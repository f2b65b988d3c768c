use std::{env, process::ExitCode, time::Instant};

use weft::{
    ExecContext, Machine, NodeRegistry, ProgramBuilder, StderrTracer, StdPrint, Value,
    nodes::{self, CoreOp},
};

fn main() -> ExitCode {
    let trace = env::args().any(|arg| arg == "--trace");

    let mut registry = NodeRegistry::new();
    if let Err(err) = nodes::register_core_nodes(&mut registry) {
        eprintln!("error: {err}");
        return ExitCode::FAILURE;
    }

    // the classic demo blueprint: print((2.0 + 3.0) * 4.0)
    let program = ProgramBuilder::new()
        .load_const(Value::Float(2.0))
        .load_const(Value::Float(3.0))
        .invoke(CoreOp::AddFloat)
        .load_const(Value::Float(4.0))
        .invoke(CoreOp::MulFloat)
        .invoke(CoreOp::PrintFloat)
        .build();

    let machine = Machine::new(&registry);
    let mut out = StdPrint;
    let mut ctx = ExecContext::new(0.016, (), &mut out);

    let start = Instant::now();
    let result = if trace {
        machine.execute_traced(&program, &mut ctx, &mut StderrTracer)
    } else {
        machine.execute(&program, &mut ctx)
    };
    let elapsed = start.elapsed();

    match result {
        Ok(stack) => {
            eprintln!("halted normally after {elapsed:?}, residual stack depth {}", stack.len());
            ExitCode::SUCCESS
        }
        Err(err) => {
            eprintln!("fault after {elapsed:?}: {err}");
            ExitCode::FAILURE
        }
    }
}
mod app;
mod upload;

pub use app::{router, AppState};
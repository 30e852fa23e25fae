use std::time::Duration;

use tracing::{error, info};

use dedup_core::OutputWriter;

use crate::metrics::OUTPUT_RUNS_REMOVED;

/// Periodically delete run directories older than `retention`. Never returns.
pub async fn sweep_loop(output: OutputWriter, retention: Duration, interval: Duration) {
    let mut interval = tokio::time::interval(interval);

    loop {
        interval.tick().await;
        match output.remove_expired_runs(retention).await {
            Ok(0) => {}
            Ok(removed) => {
                metrics::counter!(OUTPUT_RUNS_REMOVED).increment(removed as u64);
                info!(removed, "removed expired output directories");
            }
            Err(e) => error!("output sweep failed: {}", e),
        }
    }
}
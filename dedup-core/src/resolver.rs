use std::collections::HashSet;
use std::time::Instant;

use futures::stream::{self, StreamExt};
use tracing::{debug, error};

use crate::error::PipelineError;
use crate::metrics_consts::{LOOKUP_BATCHES, LOOKUP_BATCH_TIME};
use crate::retry::{retry_store_call, RetryPolicy};
use crate::store::{IdentifierStore, SharedStore};
use crate::types::{Batches, Identifier};

/// Finds which candidates the store already knows, with bounded batch size and fan-out.
pub struct ExistenceResolver {
    store: SharedStore,
    batch_size: usize,
    max_concurrency: usize,
    retry_policy: RetryPolicy,
}

impl ExistenceResolver {
    pub fn new(
        store: SharedStore,
        batch_size: usize,
        max_concurrency: usize,
        retry_policy: RetryPolicy,
    ) -> Self {
        Self {
            store,
            batch_size: batch_size.max(1),
            max_concurrency: max_concurrency.max(1),
            retry_policy,
        }
    }

    /// Return the subset of `candidates` present in the store.
    ///
    /// Any batch that still fails after retries fails the whole call: a failed lookup never
    /// reads as "not present". Dropping the returned future cancels in-flight lookups.
    pub async fn resolve(
        &self,
        candidates: &[Identifier],
    ) -> Result<HashSet<Identifier>, PipelineError> {
        let batches = Batches::new(candidates, self.batch_size);
        let mut lookups = stream::iter(0..batches.len())
            .map(move |index| self.lookup(index, batches.get(index)))
            .buffer_unordered(self.max_concurrency);

        let mut existing = HashSet::new();
        while let Some(found) = lookups.next().await {
            existing.extend(found?);
        }

        debug!(
            candidates = candidates.len(),
            existing = existing.len(),
            "resolved existing identifiers"
        );
        Ok(existing)
    }

    async fn lookup(
        &self,
        index: usize,
        items: &[Identifier],
    ) -> Result<HashSet<Identifier>, PipelineError> {
        let start = Instant::now();
        let store: &(dyn IdentifierStore + Send + Sync) = self.store.as_ref();

        let result = retry_store_call(&self.retry_policy, "resolving", index, move || {
            store.batch_exists(items)
        })
        .await;
        metrics::histogram!(LOOKUP_BATCH_TIME).record(start.elapsed().as_secs_f64());

        match result {
            Ok(found) => {
                metrics::counter!(LOOKUP_BATCHES, "result" => "success").increment(1);
                // Only keys we asked about count, whatever the store sends back.
                Ok(found
                    .into_iter()
                    .filter(|id| items.contains(id))
                    .collect())
            }
            Err(exhausted) => {
                metrics::counter!(LOOKUP_BATCHES, "result" => "failed").increment(1);
                error!(
                    stage = "resolving",
                    batch = index,
                    attempts = exhausted.attempts,
                    "existence lookup failed: {}",
                    exhausted.error
                );
                Err(PipelineError::ExistenceCheck {
                    batch: index,
                    attempts: exhausted.attempts,
                    source: exhausted.error,
                })
            }
        }
    }
}
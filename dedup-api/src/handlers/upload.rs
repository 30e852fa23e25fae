use axum::body::Bytes;
use axum::extract::rejection::BytesRejection;
use axum::extract::State;
use axum::http::{header, HeaderMap};
use axum::Json;
use futures::stream;
use multer::{parse_boundary, Multipart};
use tracing::{debug, error, info, warn};

use dedup_core::{parse_rows, InputFormat, Outcome, OutputFormat, OutputMode};

use super::AppState;
use crate::api::{Downloads, UploadError, UploadResponse, UploadStatus};
use crate::metrics::UPLOADS;

/// Form field the upload is expected in.
const FILE_FIELD: &str = "file";

struct UploadedFile {
    name: String,
    data: Bytes,
}

pub async fn upload(
    State(state): State<AppState>,
    headers: HeaderMap,
    body: Result<Bytes, BytesRejection>,
) -> Result<Json<UploadResponse>, UploadError> {
    let result = handle_upload(&state, &headers, body).await;

    let status = match &result {
        Ok(Json(response)) => response.status,
        Err(e) => e.status(),
    };
    metrics::counter!(UPLOADS, "status" => status.as_str()).increment(1);

    result
}

async fn handle_upload(
    state: &AppState,
    headers: &HeaderMap,
    body: Result<Bytes, BytesRejection>,
) -> Result<Json<UploadResponse>, UploadError> {
    let body = body.map_err(|rejection| {
        warn!("failed to read upload body: {}", rejection.body_text());
        UploadError::from(rejection)
    })?;
    let file = read_file_field(headers, body).await?;

    let format = InputFormat::from_file_name(&file.name).ok_or_else(|| {
        debug!(file_name = %file.name, "rejected upload with unsupported extension");
        UploadError::UnsupportedFileType
    })?;
    let output_format = if state.force_csv_output {
        OutputFormat::Csv
    } else {
        format.output_format()
    };

    info!(file_name = %file.name, size = file.data.len(), "processing upload");

    let data = file.data;
    let rows = tokio::task::spawn_blocking(move || parse_rows(&data, format))
        .await
        .map_err(|e| {
            error!("parse task failed: {}", e);
            UploadError::Internal
        })?
        .map_err(|e| {
            warn!(file_name = %file.name, "unreadable upload: {}", e);
            UploadError::from(e)
        })?;

    let outcome = state.pipeline.run(&rows, output_format).await?;
    let message = outcome.message().to_owned();

    let (status, report) = match outcome {
        Outcome::NoData => return Err(UploadError::NoDataFound),
        Outcome::AllDuplicates(report) => (UploadStatus::AllDuplicates, report),
        Outcome::Success(report) => (UploadStatus::Success, report),
    };
    let downloads = match state.pipeline.mode() {
        OutputMode::Split => Downloads::split(&report),
        OutputMode::NewOnly => Downloads::single(&report),
    };

    Ok(Json(UploadResponse {
        status,
        message,
        downloads,
    }))
}

/// Media types are case-insensitive, parameters are ignored.
fn is_form_data(content_type: &str) -> bool {
    let essence = content_type.split(';').next().unwrap_or_default();
    essence.trim().eq_ignore_ascii_case("multipart/form-data")
}

/// Pull the first file out of a multipart body. Other parts are skipped.
async fn read_file_field(headers: &HeaderMap, body: Bytes) -> Result<UploadedFile, UploadError> {
    let content_type = headers
        .get(header::CONTENT_TYPE)
        .and_then(|v| v.to_str().ok())
        .unwrap_or("");

    if !is_form_data(content_type) {
        debug!(content_type, "upload without a multipart body");
        return Err(UploadError::NoFileProvided);
    }

    let boundary = parse_boundary(content_type).map_err(|e| {
        warn!("failed to parse multipart boundary: {}", e);
        UploadError::MalformedUpload(e.to_string())
    })?;

    let body_stream = stream::once(async move { Ok::<Bytes, std::io::Error>(body) });
    let mut multipart = Multipart::new(body_stream, boundary);

    while let Some(field) = multipart.next_field().await.map_err(|e| {
        warn!("multipart parsing error: {}", e);
        UploadError::MalformedUpload(e.to_string())
    })? {
        if field.name() != Some(FILE_FIELD) {
            continue;
        }
        let Some(name) = field.file_name().map(str::to_owned) else {
            continue;
        };

        let data = field.bytes().await.map_err(|e| {
            warn!(file_name = %name, "failed to read file field: {}", e);
            UploadError::MalformedUpload(e.to_string())
        })?;

        return Ok(UploadedFile { name, data });
    }

    Err(UploadError::NoFileProvided)
}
═══
What is needed |
Where a line of the entries above holds the word "StdPrint", return that line.

Finished exercise |
    ExecContext, Machine, NodeRegistry, ProgramBuilder, StderrTracer, StdPrint, Value,
    let mut out = StdPrint;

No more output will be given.